Salvation of the Wine

Perhaps you have heard, wine is really important to the French. Can you imagine a France without wine? That could easily have happened 150 years ago, all because of an invasive species.

In 1860, the vineyards of Europe were invaded by a root aphid from North America, called Phylloxera. In its native range, Phylloxera causes relatively little damage, but in Europe, with acres and acres of susceptible Vitis vinifera, the major cultivated grape species, its population exploded. In its wake, the vineyards of France rotted. For salvation, the Europeans needed resistant rootstock – with that, the elite grape cultivars of Europe could be grafted on, with no change to the quality of the grape.  For salvation, the French went to Texas.

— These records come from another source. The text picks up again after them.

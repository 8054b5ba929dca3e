use std::{
    ffi::OsStr,
    fs::File,
    io::{self, BufReader},
    path::{Path, PathBuf},
};

use rodio::{Decoder, OutputStream, OutputStreamHandle, Sink};
use thiserror::Error;

use crate::config;

/// audio formats rodio decodes out of the box
const CHIME_EXTENSIONS: &[&str] = &["flac", "mp3", "ogg", "wav"];

#[derive(Debug, Error)]
pub enum PlaybackError {
    #[error("no audio output device available")]
    NoOutputDevice,
    #[error("couldn't open chime file {path:?}: {source}")]
    Open { path: PathBuf, source: io::Error },
    #[error("couldn't decode chime file {path:?}: {source}")]
    Decode {
        path: PathBuf,
        source: rodio::decoder::DecoderError,
    },
    #[error("couldn't create audio sink: {0}")]
    Sink(#[from] rodio::PlayError),
}

/// fire-and-forget playback capability, injected so the scheduler can be
/// exercised without an audio device
pub trait Player {
    /// start playing the chime at `path`, returning as soon as playback
    /// has begun
    fn play(&mut self, path: &Path) -> Result<(), PlaybackError>;
}

/// plays chimes through the default rodio output stream
pub struct RodioPlayer {
    // the stream must stay alive for detached sinks to keep playing
    output: Option<(OutputStream, OutputStreamHandle)>,
}

impl Default for RodioPlayer {
    fn default() -> Self {
        Self::new()
    }
}

impl RodioPlayer {
    #[must_use]
    pub fn new() -> Self {
        let output = match OutputStream::try_default() {
            Ok(output) => Some(output),
            Err(e) => {
                log::error!("no audio output device: {e}");
                None
            }
        };
        Self { output }
    }
}

impl Player for RodioPlayer {
    fn play(&mut self, path: &Path) -> Result<(), PlaybackError> {
        let (_stream, handle) = self
            .output
            .as_ref()
            .ok_or(PlaybackError::NoOutputDevice)?;
        let file = File::open(path).map_err(|source| PlaybackError::Open {
            path: path.to_path_buf(),
            source,
        })?;
        let source = Decoder::new(BufReader::new(file)).map_err(|source| PlaybackError::Decode {
            path: path.to_path_buf(),
            source,
        })?;
        let sink = Sink::try_new(handle)?;
        sink.append(source);
        sink.detach();
        Ok(())
    }
}

/// a selectable chime sound
#[derive(Debug, Clone, PartialEq, Eq)]
pub struct Chime {
    pub name: String,
    pub path: PathBuf,
}

/// scan `dir` for audio files, sorted by file name
///
/// an unreadable directory yields no chimes, which the gui reports as
/// "no chimes found"
#[must_use]
pub fn available_chimes(dir: &Path) -> Vec<Chime> {
    let entries = match std::fs::read_dir(dir) {
        Ok(entries) => entries,
        Err(e) => {
            log::warn!("couldn't read chime directory {}: {e}", dir.display());
            return Vec::new();
        }
    };
    let mut chimes: Vec<Chime> = entries
        .filter_map(Result::ok)
        .map(|entry| entry.path())
        .filter(|path| {
            path.extension().and_then(OsStr::to_str).is_some_and(|ext| {
                CHIME_EXTENSIONS
                    .iter()
                    .any(|known| ext.eq_ignore_ascii_case(known))
            })
        })
        .filter_map(|path| {
            let name = path.file_name()?.to_string_lossy().into_owned();
            Some(Chime { name, path })
        })
        .collect();
    chimes.sort_by(|a, b| a.name.cmp(&b.name));
    chimes
}

/// copy an audio file into the chime directory so it shows up in the
/// chime selector
pub fn install_chime(source: &Path) -> io::Result<Chime> {
    let dir = config::chimes_path();
    std::fs::create_dir_all(&dir)?;
    let name = source.file_name().ok_or_else(|| {
        io::Error::new(io::ErrorKind::InvalidInput, "chime path has no file name")
    })?;
    let path = dir.join(name);
    std::fs::copy(source, &path)?;
    Ok(Chime {
        name: name.to_string_lossy().into_owned(),
        path,
    })
}
//! PostgreSQL persistence.
//!
//! Uses sqlx for the connection pool and embedded migrations; the store
//! implementations live in [`rbac_store`] and [`audit_store`].

pub mod audit_store;
pub mod rbac_store;

pub use audit_store::PgAuditStore;
pub use rbac_store::PgRbacStore;

use serde::Serialize;
use sqlx::{postgres::PgPoolOptions, PgPool};
use std::time::Instant;
use tracing::{info, warn};

use crate::config::DatabaseConfig;
use crate::error::Result;

/// Database connection pool.
#[derive(Clone)]
pub struct Database {
    pool: PgPool,
}

/// Result of a liveness probe.
#[derive(Debug, Clone, Serialize)]
pub struct DatabaseHealth {
    pub healthy: bool,
    pub latency_ms: u64,
    pub pool_size: u32,
    pub idle_connections: usize,
}

impl Database {
    /// Open the pool and, if configured, apply pending migrations.
    pub async fn connect(config: &DatabaseConfig) -> Result<Self> {
        let pool = PgPoolOptions::new()
            .max_connections(config.max_connections)
            .min_connections(config.min_connections)
            .acquire_timeout(config.connect_timeout)
            .connect(&config.url)
            .await?;

        let db = Self { pool };
        if config.run_migrations {
            db.migrate().await?;
        }

        info!(
            max_connections = config.max_connections,
            "Database pool ready"
        );
        Ok(db)
    }

    /// Run migrations.
    pub async fn migrate(&self) -> Result<()> {
        sqlx::migrate!("./migrations").run(&self.pool).await?;
        info!("Database migrations applied");
        Ok(())
    }

    /// Get the connection pool.
    pub fn pool(&self) -> &PgPool {
        &self.pool
    }

    pub async fn health(&self) -> DatabaseHealth {
        let started = Instant::now();
        let healthy = match sqlx::query("SELECT 1").execute(&self.pool).await {
            Ok(_) => true,
            Err(e) => {
                warn!(error = %e, "Database health check failed");
                false
            }
        };

        DatabaseHealth {
            healthy,
            latency_ms: started.elapsed().as_millis() as u64,
            pool_size: self.pool.size(),
            idle_connections: self.pool.num_idle(),
        }
    }

    pub fn rbac_store(&self) -> PgRbacStore {
        PgRbacStore::new(self.pool.clone())
    }

    pub fn audit_store(&self) -> PgAuditStore {
        PgAuditStore::new(self.pool.clone())
    }
}
//! PostgreSQL implementation of [`AuditStore`].

use async_trait::async_trait;
use chrono::{DateTime, Utc};
use sqlx::PgPool;
use uuid::Uuid;

use crate::audit::models::{AuditFilter, AuditLogEntry, AuditStats, CountEntry};
use crate::audit::store::{AuditStore, TOP_N};
use crate::error::Result;
use crate::rbac::models::UserId;

#[derive(Clone)]
pub struct PgAuditStore {
    pool: PgPool,
}

impl PgAuditStore {
    pub fn new(pool: PgPool) -> Self {
        Self { pool }
    }

    async fn ranked(&self, column: &str, start: DateTime<Utc>, end: DateTime<Utc>) -> Result<Vec<CountEntry>> {
        // `column` is one of two fixed identifiers, never caller input.
        let sql = format!(
            r#"
            SELECT {column} AS key, COUNT(*) AS count
            FROM audit_logs
            WHERE created_at BETWEEN $1 AND $2
            GROUP BY {column}
            ORDER BY count DESC, key
            LIMIT $3
            "#
        );

        let rows = sqlx::query_as::<_, CountRow>(&sql)
            .bind(start)
            .bind(end)
            .bind(TOP_N as i64)
            .fetch_all(&self.pool)
            .await?;

        Ok(rows.into_iter().map(CountEntry::from).collect())
    }
}

// ═══════════════════════════════════════════════════════════════════════════════
// Row Types
// ═══════════════════════════════════════════════════════════════════════════════

#[derive(Debug, sqlx::FromRow)]
struct AuditLogRow {
    id: Uuid,
    user_id: Option<String>,
    action: String,
    resource: String,
    details: serde_json::Value,
    ip_address: String,
    user_agent: Option<String>,
    success: bool,
    created_at: DateTime<Utc>,
}

impl From<AuditLogRow> for AuditLogEntry {
    fn from(row: AuditLogRow) -> Self {
        Self {
            id: row.id,
            user_id: row.user_id.map(UserId),
            action: row.action,
            resource: row.resource,
            details: row.details,
            ip_address: row.ip_address,
            user_agent: row.user_agent,
            success: row.success,
            created_at: row.created_at,
        }
    }
}

#[derive(Debug, sqlx::FromRow)]
struct CountRow {
    key: String,
    count: i64,
}

impl From<CountRow> for CountEntry {
    fn from(row: CountRow) -> Self {
        Self {
            key: row.key,
            count: row.count as u64,
        }
    }
}

const FILTER_CLAUSE: &str = r#"
    ($1::text IS NULL OR user_id = $1)
    AND ($2::text IS NULL OR action = $2)
    AND ($3::timestamptz IS NULL OR created_at >= $3)
    AND ($4::timestamptz IS NULL OR created_at <= $4)
"#;

#[async_trait]
impl AuditStore for PgAuditStore {
    async fn append(&self, entry: &AuditLogEntry) -> Result<()> {
        sqlx::query(
            r#"
            INSERT INTO audit_logs
                (id, user_id, action, resource, details, ip_address, user_agent, success, created_at)
            VALUES ($1, $2, $3, $4, $5, $6, $7, $8, $9)
            "#,
        )
        .bind(entry.id)
        .bind(entry.user_id.as_ref().map(|u| u.as_str()))
        .bind(&entry.action)
        .bind(&entry.resource)
        .bind(&entry.details)
        .bind(&entry.ip_address)
        .bind(entry.user_agent.as_deref())
        .bind(entry.success)
        .bind(entry.created_at)
        .execute(&self.pool)
        .await?;

        Ok(())
    }

    async fn query(&self, filter: &AuditFilter, limit: usize, offset: usize) -> Result<Vec<AuditLogEntry>> {
        let sql = format!(
            r#"
            SELECT id, user_id, action, resource, details, ip_address, user_agent, success, created_at
            FROM audit_logs
            WHERE {FILTER_CLAUSE}
            ORDER BY created_at DESC
            LIMIT $5 OFFSET $6
            "#
        );

        let rows = sqlx::query_as::<_, AuditLogRow>(&sql)
            .bind(filter.user_id.as_ref().map(|u| u.as_str()))
            .bind(filter.action.as_deref())
            .bind(filter.start)
            .bind(filter.end)
            .bind(limit as i64)
            .bind(offset as i64)
            .fetch_all(&self.pool)
            .await?;

        Ok(rows.into_iter().map(AuditLogEntry::from).collect())
    }

    async fn count(&self, filter: &AuditFilter) -> Result<u64> {
        let sql = format!("SELECT COUNT(*) FROM audit_logs WHERE {FILTER_CLAUSE}");

        let count: i64 = sqlx::query_scalar(&sql)
            .bind(filter.user_id.as_ref().map(|u| u.as_str()))
            .bind(filter.action.as_deref())
            .bind(filter.start)
            .bind(filter.end)
            .fetch_one(&self.pool)
            .await?;

        Ok(count as u64)
    }

    async fn delete_before(&self, cutoff: DateTime<Utc>) -> Result<u64> {
        let result = sqlx::query("DELETE FROM audit_logs WHERE created_at < $1")
            .bind(cutoff)
            .execute(&self.pool)
            .await?;

        Ok(result.rows_affected())
    }

    async fn stats(&self, start: DateTime<Utc>, end: DateTime<Utc>) -> Result<AuditStats> {
        let (total, unique_users, failed): (i64, i64, i64) = sqlx::query_as(
            r#"
            SELECT COUNT(*),
                   COUNT(DISTINCT user_id),
                   COUNT(*) FILTER (WHERE NOT success)
            FROM audit_logs
            WHERE created_at BETWEEN $1 AND $2
            "#,
        )
        .bind(start)
        .bind(end)
        .fetch_one(&self.pool)
        .await?;

        let days = sqlx::query_as::<_, CountRow>(
            r#"
            SELECT to_char(date_trunc('day', created_at), 'YYYY-MM-DD') AS key, COUNT(*) AS count
            FROM audit_logs
            WHERE created_at BETWEEN $1 AND $2
            GROUP BY key
            ORDER BY key
            "#,
        )
        .bind(start)
        .bind(end)
        .fetch_all(&self.pool)
        .await?;

        Ok(AuditStats {
            total_events: total as u64,
            unique_users: unique_users as u64,
            failed_events: failed as u64,
            top_actions: self.ranked("action", start, end).await?,
            top_resources: self.ranked("resource", start, end).await?,
            events_by_day: days.into_iter().map(CountEntry::from).collect(),
        })
    }
}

Texas is in fact a ‘biodiversity hotspot’ for the grape genus; though Vitis vinifera is native to Western Asia, the highest concentration of Vitis species is in North America, with at least 12 species in Texas. And because most of these species have adapted to the presence of Phylloxera, the rootstocks they could provide were resistant to the root aphid. Even now, most European grapes are grafted to American rootstocks. Statues were made to commemorate the salvation of the European wine industry. This one, at the Ecole Viticulture de Montpellier in Montpellier, France, recognizes the contribution of Gustave Foex, the head of the School of Viticulture. The young woman represents the resistant American rootstock, supporting the weakened European vines.